Throughout the records below, find each line holding "sign" and copy it.
START Input material
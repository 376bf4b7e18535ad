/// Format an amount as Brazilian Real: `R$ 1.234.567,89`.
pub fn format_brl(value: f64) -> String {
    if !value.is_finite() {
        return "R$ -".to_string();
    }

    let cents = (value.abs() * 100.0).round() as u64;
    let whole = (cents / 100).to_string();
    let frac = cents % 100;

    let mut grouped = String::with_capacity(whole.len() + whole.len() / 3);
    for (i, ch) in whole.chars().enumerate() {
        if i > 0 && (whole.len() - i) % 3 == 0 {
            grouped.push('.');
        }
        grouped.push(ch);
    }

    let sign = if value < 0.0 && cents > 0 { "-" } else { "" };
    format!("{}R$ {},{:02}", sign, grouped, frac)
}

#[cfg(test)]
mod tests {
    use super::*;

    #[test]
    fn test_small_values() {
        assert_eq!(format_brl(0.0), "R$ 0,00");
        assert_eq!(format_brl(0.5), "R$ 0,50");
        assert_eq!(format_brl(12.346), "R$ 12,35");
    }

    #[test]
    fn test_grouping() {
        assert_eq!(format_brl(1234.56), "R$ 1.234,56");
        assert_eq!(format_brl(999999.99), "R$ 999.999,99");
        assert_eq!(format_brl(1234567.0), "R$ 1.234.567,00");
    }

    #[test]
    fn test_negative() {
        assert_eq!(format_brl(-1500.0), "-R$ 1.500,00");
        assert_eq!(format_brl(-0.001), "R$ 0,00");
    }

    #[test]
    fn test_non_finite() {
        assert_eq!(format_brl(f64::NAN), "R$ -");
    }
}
END Input material
START Input material
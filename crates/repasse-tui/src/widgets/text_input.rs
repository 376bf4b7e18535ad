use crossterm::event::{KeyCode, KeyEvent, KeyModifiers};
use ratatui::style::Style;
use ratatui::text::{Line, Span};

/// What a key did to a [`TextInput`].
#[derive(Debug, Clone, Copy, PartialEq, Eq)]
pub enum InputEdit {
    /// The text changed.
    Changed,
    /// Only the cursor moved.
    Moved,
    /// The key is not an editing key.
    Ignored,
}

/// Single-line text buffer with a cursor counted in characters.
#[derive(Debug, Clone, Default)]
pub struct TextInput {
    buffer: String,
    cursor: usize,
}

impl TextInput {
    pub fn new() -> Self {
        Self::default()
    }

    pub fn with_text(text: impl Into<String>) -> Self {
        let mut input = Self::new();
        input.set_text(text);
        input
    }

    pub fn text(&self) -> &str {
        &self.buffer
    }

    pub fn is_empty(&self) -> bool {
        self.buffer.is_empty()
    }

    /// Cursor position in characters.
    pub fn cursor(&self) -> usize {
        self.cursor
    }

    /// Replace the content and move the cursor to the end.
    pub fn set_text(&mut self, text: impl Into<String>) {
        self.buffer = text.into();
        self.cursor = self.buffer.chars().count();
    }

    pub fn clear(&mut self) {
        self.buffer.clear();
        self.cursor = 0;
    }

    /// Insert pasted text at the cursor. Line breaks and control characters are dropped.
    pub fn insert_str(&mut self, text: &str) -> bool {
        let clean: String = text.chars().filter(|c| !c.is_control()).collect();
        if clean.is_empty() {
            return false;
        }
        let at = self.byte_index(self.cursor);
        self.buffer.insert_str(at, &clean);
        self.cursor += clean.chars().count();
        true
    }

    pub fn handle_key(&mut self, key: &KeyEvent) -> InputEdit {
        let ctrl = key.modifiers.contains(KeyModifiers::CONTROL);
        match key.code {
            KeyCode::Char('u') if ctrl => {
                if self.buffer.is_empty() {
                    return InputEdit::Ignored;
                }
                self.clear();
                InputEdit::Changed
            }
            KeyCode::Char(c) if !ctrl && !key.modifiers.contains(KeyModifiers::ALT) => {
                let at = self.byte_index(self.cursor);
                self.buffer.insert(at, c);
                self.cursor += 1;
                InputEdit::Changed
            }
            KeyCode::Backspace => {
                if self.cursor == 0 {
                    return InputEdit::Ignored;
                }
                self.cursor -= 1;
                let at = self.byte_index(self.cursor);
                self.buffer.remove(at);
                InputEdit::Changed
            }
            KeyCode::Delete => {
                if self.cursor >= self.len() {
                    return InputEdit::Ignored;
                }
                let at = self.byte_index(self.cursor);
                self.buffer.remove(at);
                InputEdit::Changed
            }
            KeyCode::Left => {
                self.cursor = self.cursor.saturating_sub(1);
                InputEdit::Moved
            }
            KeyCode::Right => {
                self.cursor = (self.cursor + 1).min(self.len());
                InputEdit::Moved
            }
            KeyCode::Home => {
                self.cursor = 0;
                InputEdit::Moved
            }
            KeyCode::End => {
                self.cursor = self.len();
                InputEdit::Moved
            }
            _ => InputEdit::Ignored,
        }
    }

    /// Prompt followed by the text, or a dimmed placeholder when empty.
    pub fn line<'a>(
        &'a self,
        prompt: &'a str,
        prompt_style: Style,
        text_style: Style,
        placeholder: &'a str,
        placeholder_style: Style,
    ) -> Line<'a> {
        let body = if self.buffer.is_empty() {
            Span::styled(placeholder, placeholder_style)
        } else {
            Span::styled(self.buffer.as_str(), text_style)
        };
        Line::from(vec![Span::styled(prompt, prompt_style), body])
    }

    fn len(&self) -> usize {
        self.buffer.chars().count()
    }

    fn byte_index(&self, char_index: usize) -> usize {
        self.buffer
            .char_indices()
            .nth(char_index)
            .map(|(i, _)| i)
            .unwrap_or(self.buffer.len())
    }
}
END Input material
** Solution to this task **
    let sign = if value < 0.0 && cents > 0 { "-" } else { "" };
    format!("{}R$ {},{:02}", sign, grouped, frac)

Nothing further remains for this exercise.